Here's a dark secret about myself as a data scientist. I'm really good with a Jupyter Notebook. It's a great interactive development environment, particularly for data heavy work that needs a lot of eyes on the data, and helps me deal with everyday problems why a column in my data is dirty, or how to get my tick marks to line up properly on a graph. You can do a lot with Jupyter Notebooks. My own Project Firemind was done entirely on Notebooks running on a ridiculous AWS deep learning instance.
But you get to the real world, and it turns out that it doesn't run on notebooks. Business wants you to do something every day. Business wants it to scale. Business wants lots of uptime. And Jupyter Notebooks don't do that. Data science in production is a decent introduction to going from a trainee data scientist working in notebooks, to a real data science working with models hosted on scaling clusters with web end-points.

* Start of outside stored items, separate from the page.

use axum::http::StatusCode;
use axum::response::{IntoResponse, Response};

/// Identity service error variants.
///
/// Credential-shaped failures stay deliberately generic: "no such user"
/// and "wrong secret" share one variant so responses cannot be used to
/// enumerate accounts.
#[derive(Debug, thiserror::Error)]
pub enum IdentityError {
    #[error("{0}")]
    Validation(String),
    #[error("{0}")]
    Conflict(&'static str),
    #[error("invalid credentials")]
    InvalidCredentials,
    #[error("invalid or expired verification code")]
    InvalidVerification,
    #[error("invalid or expired token")]
    InvalidToken,
    #[error("email not verified")]
    NotVerified,
    #[error("{0}")]
    Unauthorized(&'static str),
    #[error("{0}")]
    Forbidden(&'static str),
    #[error("internal error")]
    Internal(#[from] anyhow::Error),
}

impl IdentityError {
    pub fn kind(&self) -> &'static str {
        match self {
            Self::Validation(_) => "VALIDATION",
            Self::Conflict(_) => "CONFLICT",
            Self::InvalidCredentials => "INVALID_CREDENTIALS",
            Self::InvalidVerification => "INVALID_VERIFICATION",
            Self::InvalidToken => "INVALID_TOKEN",
            Self::NotVerified => "NOT_VERIFIED",
            Self::Unauthorized(_) => "UNAUTHORIZED",
            Self::Forbidden(_) => "FORBIDDEN",
            Self::Internal(_) => "INTERNAL",
        }
    }
}

impl IntoResponse for IdentityError {
    fn into_response(self) -> Response {
        let status = match &self {
            Self::Validation(_) => StatusCode::BAD_REQUEST,
            Self::Conflict(_) => StatusCode::CONFLICT,
            Self::InvalidCredentials
            | Self::InvalidVerification
            | Self::InvalidToken
            | Self::Unauthorized(_) => StatusCode::UNAUTHORIZED,
            Self::NotVerified | Self::Forbidden(_) => StatusCode::FORBIDDEN,
            Self::Internal(_) => StatusCode::INTERNAL_SERVER_ERROR,
        };
        // Log 500s only: tower-http TraceLayer already records method/uri/status
        // for every request, and 4xx are expected client errors. Internal errors
        // carry the anyhow chain, which is what makes the root cause traceable.
        if let Self::Internal(ref e) = self {
            tracing::error!(error = %e, kind = "INTERNAL", "internal error");
        }
        let body = serde_json::json!({
            "kind": self.kind(),
            "message": self.to_string(),
        });
        (status, axum::Json(body)).into_response()
    }
}
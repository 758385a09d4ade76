//! Router-level checks for the paths that resolve before any query runs:
//! health probes, guard rejections, and input validation.

use axum::http::{HeaderName, HeaderValue, StatusCode};
use axum_test::TestServer;
use chrono::Duration;
use sea_orm::DatabaseConnection;

use shutterbox_identity::config::SecurityPolicy;
use shutterbox_identity::router::build_router;
use shutterbox_identity::state::AppState;

fn test_server() -> TestServer {
    let state = AppState {
        db: DatabaseConnection::default(),
        cookie_domain: "example.com".to_owned(),
        policy: SecurityPolicy {
            bcrypt_cost: 4,
            verification_expiry: Duration::hours(24),
            reset_expiry: Duration::hours(1),
            session_idle_timeout: Duration::seconds(1800),
        },
    };
    TestServer::new(build_router(state)).unwrap()
}

#[tokio::test]
async fn healthz_is_open() {
    let server = test_server();
    let response = server.get("/healthz").await;
    response.assert_status(StatusCode::OK);
}

#[tokio::test]
async fn state_changing_route_requires_csrf_token() {
    let server = test_server();
    let response = server.patch("/identity/password").await;
    response.assert_status(StatusCode::FORBIDDEN);

    let json: serde_json::Value = response.json();
    assert_eq!(json["kind"], "FORBIDDEN");
    assert_eq!(json["message"], "CSRF token missing");
}

#[tokio::test]
async fn csrf_token_without_session_is_unauthorized() {
    let server = test_server();
    let response = server
        .patch("/identity/password")
        .add_header(
            HeaderName::from_static("x-csrf-token"),
            HeaderValue::from_static("some-token"),
        )
        .await;
    response.assert_status(StatusCode::UNAUTHORIZED);

    let json: serde_json::Value = response.json();
    assert_eq!(json["kind"], "UNAUTHORIZED");
    assert_eq!(json["message"], "Not authenticated");
}

#[tokio::test]
async fn register_bypasses_guard_and_validates_input() {
    let server = test_server();
    // No CSRF header at all: the allow-list admits the request, and
    // validation rejects it before any store access.
    let response = server
        .post("/identity/register")
        .json(&serde_json::json!({
            "username": "x",
            "email": "a@x.com",
            "password": "Passw0rd",
        }))
        .await;
    response.assert_status(StatusCode::BAD_REQUEST);

    let json: serde_json::Value = response.json();
    assert_eq!(json["kind"], "VALIDATION");
}

#[tokio::test]
async fn session_check_without_cookie_is_unauthorized() {
    let server = test_server();
    // GET bypasses the guard; the handler itself requires the cookie.
    let response = server.get("/identity/session").await;
    response.assert_status(StatusCode::UNAUTHORIZED);
}
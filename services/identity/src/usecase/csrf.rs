use chrono::Duration;
use subtle::ConstantTimeEq;

use crate::domain::repository::SessionRepository;
use crate::error::IdentityError;

/// The credential checks of the CSRF guard (the method and allow-list
/// bypasses live in the HTTP middleware). Checks run in a fixed order:
/// token presence, then session presence, then session liveness, then
/// the constant-time secret comparison.
pub struct CsrfGuardUseCase<S: SessionRepository> {
    pub sessions: S,
    pub idle_timeout: Duration,
}

impl<S: SessionRepository> CsrfGuardUseCase<S> {
    /// Returns the authenticated user id when every check passes.
    pub async fn execute(
        &self,
        session_id: Option<&str>,
        supplied_token: Option<&str>,
    ) -> Result<i32, IdentityError> {
        let token = supplied_token
            .filter(|t| !t.is_empty())
            .ok_or(IdentityError::Forbidden("CSRF token missing"))?;

        let session_id = session_id
            .filter(|id| !id.is_empty())
            .ok_or(IdentityError::Unauthorized("Not authenticated"))?;

        let Some(session) = self.sessions.find_by_id(session_id).await? else {
            return Err(IdentityError::Unauthorized("Invalid session"));
        };
        if session.idle_longer_than(self.idle_timeout) {
            self.sessions.delete(&session.id).await?;
            return Err(IdentityError::Unauthorized("Invalid session"));
        }
        self.sessions.touch(&session.id).await?;

        let token_matches: bool = token
            .as_bytes()
            .ct_eq(session.csrf_token.as_bytes())
            .into();
        if !token_matches {
            return Err(IdentityError::Forbidden("Invalid CSRF token"));
        }

        Ok(session.user_id)
    }
}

Weber is a data scientist with Zynga, so he knows his stuff. This book is mostly focused on applications, with specific tips on using AWS and Google Cloud Platform. Cloud tech is changing pretty quickly, so I'm sure the specific implementations will change, but this is a solid book of examples if you want to take the next step as professional.
And one note, I bought this book on Kindle and fought with the layout the whole time. The book is well-laid out, but in a way designed for vertical page views rather than flowing text, which makes sense for a programming book. You should get it on pdf.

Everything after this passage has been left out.